As I discussed in my last post, Claude Shannon defined information as the number of bits needed to communicate an arrangement or state of a system. The fundamental problem of communication is not to make oneself understood, but to reproduce “at one point either exactly or approximately a message selected at another point.” The destination of a message could be separated by space or time but the “semantic aspects of communication are irrelevant to the engineering problem.” In his model, the information source is the person or machine generating the message. The transmitter “operates on the message in some way” to produce a suitable signal. The channel is the medium used to transmit the signal. The receiver then inverts the operation of the transmitter and reconstructs the signal. The destination is the “person (or thing)” at the other end. Finally, the “noise source” is everything that corrupts the signal either predictably or unpredictably.

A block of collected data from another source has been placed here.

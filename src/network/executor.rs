//! Executors that run user callbacks
//!
//! Every user-visible event is posted to an application-supplied
//! [`Executor`]. Executors must run tasks in the order they were accepted.

use std::sync::mpsc::{self, Sender};
use std::sync::{Arc, Mutex};
use std::thread::{self, JoinHandle};

use thiserror::Error;

use crate::utils::lock;

/// Unit of work posted to an executor
pub type Task = Box<dyn FnOnce() + Send + 'static>;

/// Returned when an executor will not accept more work
#[derive(Debug, Clone, PartialEq, Eq, Error)]
#[error("executor rejected task: {0}")]
pub struct RejectedExecution(pub String);

/// Runs posted tasks in submission order
pub trait Executor: Send + Sync {
    fn execute(&self, task: Task) -> Result<(), RejectedExecution>;
}

/// Runs every task inline on the posting thread
#[derive(Debug, Default, Clone, Copy)]
pub struct DirectExecutor;

impl Executor for DirectExecutor {
    fn execute(&self, task: Task) -> Result<(), RejectedExecution> {
        task();
        Ok(())
    }
}

/// Single dedicated worker thread fed through a channel
pub struct ThreadExecutor {
    sender: Mutex<Option<Sender<Task>>>,
    worker: Mutex<Option<JoinHandle<()>>>,
    thread_id: thread::ThreadId,
}

impl ThreadExecutor {
    /// Spawn the worker thread
    pub fn new(name: &str) -> std::io::Result<Arc<Self>> {
        let (tx, rx) = mpsc::channel::<Task>();
        let worker = thread::Builder::new()
            .name(name.to_string())
            .spawn(move || {
                while let Ok(task) = rx.recv() {
                    task();
                }
            })?;
        let thread_id = worker.thread().id();
        Ok(Arc::new(Self {
            sender: Mutex::new(Some(tx)),
            worker: Mutex::new(Some(worker)),
            thread_id,
        }))
    }

    /// Whether the caller is running on the worker thread
    pub fn is_current(&self) -> bool {
        thread::current().id() == self.thread_id
    }

    /// Stop accepting tasks. Already queued tasks still run. Joins the worker
    /// unless called from it.
    pub fn shutdown(&self) {
        lock(&self.sender).take();
        if self.is_current() {
            return;
        }
        if let Some(worker) = lock(&self.worker).take() {
            if worker.join().is_err() {
                log::warn!("executor worker panicked");
            }
        }
    }

    pub fn is_shutdown(&self) -> bool {
        lock(&self.sender).is_none()
    }
}

impl Executor for ThreadExecutor {
    fn execute(&self, task: Task) -> Result<(), RejectedExecution> {
        let guard = lock(&self.sender);
        match guard.as_ref() {
            Some(tx) => tx
                .send(task)
                .map_err(|_| RejectedExecution("worker thread exited".into())),
            None => Err(RejectedExecution("executor is shut down".into())),
        }
    }
}

impl Drop for ThreadExecutor {
    fn drop(&mut self) {
        lock(&self.sender).take();
    }
}

/// Ordered executor on a tokio runtime.
///
/// Tasks go through an unbounded queue drained by one runtime task, so
/// submission order is kept. Callbacks should not block the runtime.
pub struct TokioExecutor {
    sender: tokio::sync::mpsc::UnboundedSender<Task>,
}

impl TokioExecutor {
    /// Start the draining task on the given runtime
    pub fn new(handle: &tokio::runtime::Handle) -> Arc<Self> {
        let (sender, mut rx) = tokio::sync::mpsc::unbounded_channel::<Task>();
        handle.spawn(async move {
            while let Some(task) = rx.recv().await {
                task();
            }
        });
        Arc::new(Self { sender })
    }

    /// Start on the runtime the caller is running in
    pub fn current() -> Arc<Self> {
        Self::new(&tokio::runtime::Handle::current())
    }
}

impl Executor for TokioExecutor {
    fn execute(&self, task: Task) -> Result<(), RejectedExecution> {
        self.sender
            .send(task)
            .map_err(|_| RejectedExecution("runtime task exited".into()))
    }
}

#[cfg(test)]
mod tests {
    use super::*;
    use std::sync::mpsc::channel;
    use std::time::Duration;

    #[test]
    fn test_thread_executor_keeps_order() {
        let executor = ThreadExecutor::new("test-executor").unwrap();
        let (tx, rx) = channel();
        for i in 0..10 {
            let tx = tx.clone();
            executor.execute(Box::new(move || tx.send(i).unwrap())).unwrap();
        }
        let seen: Vec<_> = (0..10)
            .map(|_| rx.recv_timeout(Duration::from_secs(5)).unwrap())
            .collect();
        assert_eq!(seen, (0..10).collect::<Vec<_>>());
    }

    #[test]
    fn test_shutdown_rejects() {
        let executor = ThreadExecutor::new("test-executor").unwrap();
        executor.shutdown();
        assert!(executor.is_shutdown());
        assert!(executor.execute(Box::new(|| {})).is_err());
    }

    #[test]
    fn test_direct_executor_runs_inline() {
        let (tx, rx) = channel();
        DirectExecutor
            .execute(Box::new(move || tx.send(1).unwrap()))
            .unwrap();
        assert_eq!(rx.try_recv(), Ok(1));
    }

    #[tokio::test]
    async fn test_tokio_executor_keeps_order() {
        let executor = TokioExecutor::current();
        let (tx, mut rx) = tokio::sync::mpsc::unbounded_channel();
        for i in 0..5 {
            let tx = tx.clone();
            executor.execute(Box::new(move || tx.send(i).unwrap())).unwrap();
        }
        let mut seen = Vec::new();
        for _ in 0..5 {
            seen.push(rx.recv().await.unwrap());
        }
        assert_eq!(seen, vec![0, 1, 2, 3, 4]);
    }

    #[test]
    fn test_tokio_executor_rejects_after_runtime_exit() {
        let executor = tokio_test::block_on(async { TokioExecutor::current() });
        assert!(executor.execute(Box::new(|| {})).is_err());
    }
}
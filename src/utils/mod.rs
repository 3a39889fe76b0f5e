//! Shared utilities and error types

pub mod error;

pub use error::{BootstrapError, RequestError, Result};

use std::sync::{Mutex, MutexGuard};

/// Lock a mutex, recovering the guard if a previous holder panicked.
///
/// Guarded state in this crate is plain flags and handles, so a poisoned lock
/// never leaves it half-updated.
pub(crate) fn lock<T>(mutex: &Mutex<T>) -> MutexGuard<'_, T> {
    mutex.lock().unwrap_or_else(|poisoned| poisoned.into_inner())
}
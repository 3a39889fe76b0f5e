//! Response metadata snapshots

use std::collections::BTreeMap;
use std::fmt;
use std::sync::atomic::{AtomicU64, Ordering};

/// Metadata for one redirect or for the final response.
///
/// Everything is fixed at construction except `received_bytes_count`, which
/// grows in place as more data arrives.
#[derive(Debug)]
pub struct UrlResponseInfo {
    url_chain: Vec<String>,
    http_status_code: u16,
    http_status_text: String,
    headers: Vec<(String, String)>,
    was_cached: bool,
    negotiated_protocol: String,
    proxy_server: String,
    received_bytes_count: AtomicU64,
}

impl UrlResponseInfo {
    /// Create a new snapshot. `url_chain` must not be empty.
    pub fn new(
        url_chain: Vec<String>,
        http_status_code: u16,
        http_status_text: impl Into<String>,
        headers: Vec<(String, String)>,
        was_cached: bool,
        negotiated_protocol: impl Into<String>,
        proxy_server: impl Into<String>,
    ) -> Self {
        debug_assert!(!url_chain.is_empty());
        Self {
            url_chain,
            http_status_code,
            http_status_text: http_status_text.into(),
            headers,
            was_cached,
            negotiated_protocol: negotiated_protocol.into(),
            proxy_server: proxy_server.into(),
            received_bytes_count: AtomicU64::new(0),
        }
    }

    /// URL this response came from: the last entry of the chain
    pub fn url(&self) -> &str {
        self.url_chain.last().map(String::as_str).unwrap_or("")
    }

    /// Every URL visited so far, in order
    pub fn url_chain(&self) -> &[String] {
        &self.url_chain
    }

    pub fn http_status_code(&self) -> u16 {
        self.http_status_code
    }

    pub fn http_status_text(&self) -> &str {
        &self.http_status_text
    }

    /// Headers in the order received, duplicates preserved
    pub fn all_headers_as_list(&self) -> &[(String, String)] {
        &self.headers
    }

    /// Headers grouped by name
    pub fn all_headers(&self) -> BTreeMap<String, Vec<String>> {
        let mut map: BTreeMap<String, Vec<String>> = BTreeMap::new();
        for (name, value) in &self.headers {
            map.entry(name.clone()).or_default().push(value.clone());
        }
        map
    }

    /// First value of a header, case-insensitive
    pub fn header(&self, name: &str) -> Option<&str> {
        self.headers
            .iter()
            .find(|(k, _)| k.eq_ignore_ascii_case(name))
            .map(|(_, v)| v.as_str())
    }

    pub fn was_cached(&self) -> bool {
        self.was_cached
    }

    pub fn negotiated_protocol(&self) -> &str {
        &self.negotiated_protocol
    }

    pub fn proxy_server(&self) -> &str {
        &self.proxy_server
    }

    /// Bytes received over the network for the whole request so far,
    /// redirects included
    pub fn received_bytes_count(&self) -> u64 {
        self.received_bytes_count.load(Ordering::Acquire)
    }

    pub(crate) fn set_received_bytes_count(&self, count: u64) {
        self.received_bytes_count.store(count, Ordering::Release);
    }

    /// Check if the response was successful (2xx)
    pub fn is_success(&self) -> bool {
        (200..300).contains(&self.http_status_code)
    }

    /// Check if the response is a redirect (3xx)
    pub fn is_redirect(&self) -> bool {
        (300..400).contains(&self.http_status_code)
    }
}

impl fmt::Display for UrlResponseInfo {
    fn fmt(&self, f: &mut fmt::Formatter<'_>) -> fmt::Result {
        let headers: Vec<String> = self
            .headers
            .iter()
            .map(|(k, v)| format!("{}={}", k, v))
            .collect();
        write!(
            f,
            "UrlResponseInfo[{}]: urlChain = [{}], httpStatus = {} {}, headers = [{}], \
             wasCached = {}, negotiatedProtocol = {}, proxyServer= {}, receivedBytesCount = {}",
            self.url(),
            self.url_chain.join(", "),
            self.http_status_code,
            self.http_status_text,
            headers.join(", "),
            self.was_cached,
            self.negotiated_protocol,
            self.proxy_server,
            self.received_bytes_count()
        )
    }
}

#[cfg(test)]
mod tests {
    use super::*;

    fn info() -> UrlResponseInfo {
        UrlResponseInfo::new(
            vec!["http://a/redirect".into(), "http://a/success.txt".into()],
            200,
            "OK",
            vec![
                ("Content-Type".into(), "text/plain".into()),
                ("multi".into(), "v1".into()),
                ("multi".into(), "v2".into()),
            ],
            false,
            "unknown",
            ":0",
        )
    }

    #[test]
    fn test_url_is_last_in_chain() {
        assert_eq!(info().url(), "http://a/success.txt");
    }

    #[test]
    fn test_headers_grouped_and_ordered() {
        let info = info();
        assert_eq!(info.all_headers()["multi"], vec!["v1", "v2"]);
        assert_eq!(info.header("content-type"), Some("text/plain"));
        assert_eq!(info.all_headers_as_list()[1].1, "v1");
    }

    #[test]
    fn test_display_summary() {
        let info = info();
        info.set_received_bytes_count(260);
        assert_eq!(
            info.to_string(),
            "UrlResponseInfo[http://a/success.txt]: urlChain = [http://a/redirect, \
             http://a/success.txt], httpStatus = 200 OK, headers = [Content-Type=text/plain, \
             multi=v1, multi=v2], wasCached = false, negotiatedProtocol = unknown, \
             proxyServer= :0, receivedBytesCount = 260"
        );
    }
}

If you were to replicate the above model in terms of the patient-physician encounter, the patient is the information source and the transmitter of the signal in the form of symptoms. The physician plays the role of the receiver, and the electronic health record (EHR) is the destination of the message. The noise source that I want to focus on is represented by the physician entering the message into the EHR in the form of a physician note. Ideally, this note should be an accurate representation of the message transmitted by the patient. However, physicians are not trained to represent these encounters in a digital format. The bulk of medical training is spent on the process of receiving the message, interpreting the message, and delivering a recommendation based on that message. This is followed by a short handwritten note in a standardized format in the patient file. However, in the current paradigm of EHRs, this paradigm has been upended. Physicians now spend nearly 50% of their time with EHRs and clerical tasks and only 25% of their time interacting with patients. We have been reduced to a role of data enterers. This era of ‘desktop medicine’ is having pernicious consequences at that point of care in the form of a poor physician-patient rapport and downstream consequences of physician burnout and poor note quality.
Unfortunately, the problem is not just constrained to the physician level but also has potential downstream unanticipated consequences. As we look to move into the era of precision medicine, big data, and artificial intelligence the quality and fidelity of that message stored in the EHR will be paramount. Data quality is one of the cornerstones for predictive and prescriptive analytics. Algorithms are only as accurate as the training sets that they learn from, therefore, the quality of data represented in these training sets must be an accurate representation of the patient encounter. Poor data quality can lead to meaningless, inaccurate predictions and algorithmic biases. In my experience as a clinician and an informatician, I would conjecture that haphazard, hurried, and generically templated noted that do not accurately reflect the patient presentation are the rule rather than the exception. In an attempt to curb the data entry workload of physicians, we have designed workflow hacks such as smart phrases, templated review of systems and physical exams, copy and paste capabilities, and dictation software that not only decrease the burden of data entry but also dramatically decrease the quality of the physician note. Review of systems and physical exams are mostly templated and often generic and incorrect with providers often forgetting to change the templated elements for the particular patient, free text entry for history and medical decision making is often entered via dictation software fraught with error, copy and paste contributes to bloated notes with inaccurate information.
Physicians neither have the time nor the training to be concerned about the potential downstream ramifications of poor data quality. Their immediate concern is to the see the patient, make a diagnosis, make recommendations and document the encounter in harried, fifteen-minute blocks. The purpose of the HITECH Act was to “promote the adoption and meaningful use of health information technology” with the following five goals:
- Improving quality, safety, and efficiency
- Engage patients in their care; increase coordination of care
- Improve the health status of the population
- Ensure privacy and security
We have been largely successful in the adoption of Health IT as the adoption rate is more than 66% of all providers, however, we are struggling to reach any of the other four goals. The real promise of EHRs is in the secondary use of data. Utilizing this data will enable predictive and prescriptive algorithms that have the potential to revolutionize medicine. The central paradigm of classical information theory was the solution of the “engineering problem of the transmission of information over a noisy channel.” Likewise, a similar paradigm is needed to overcome the engineering problem of entering accurate data into the EHR.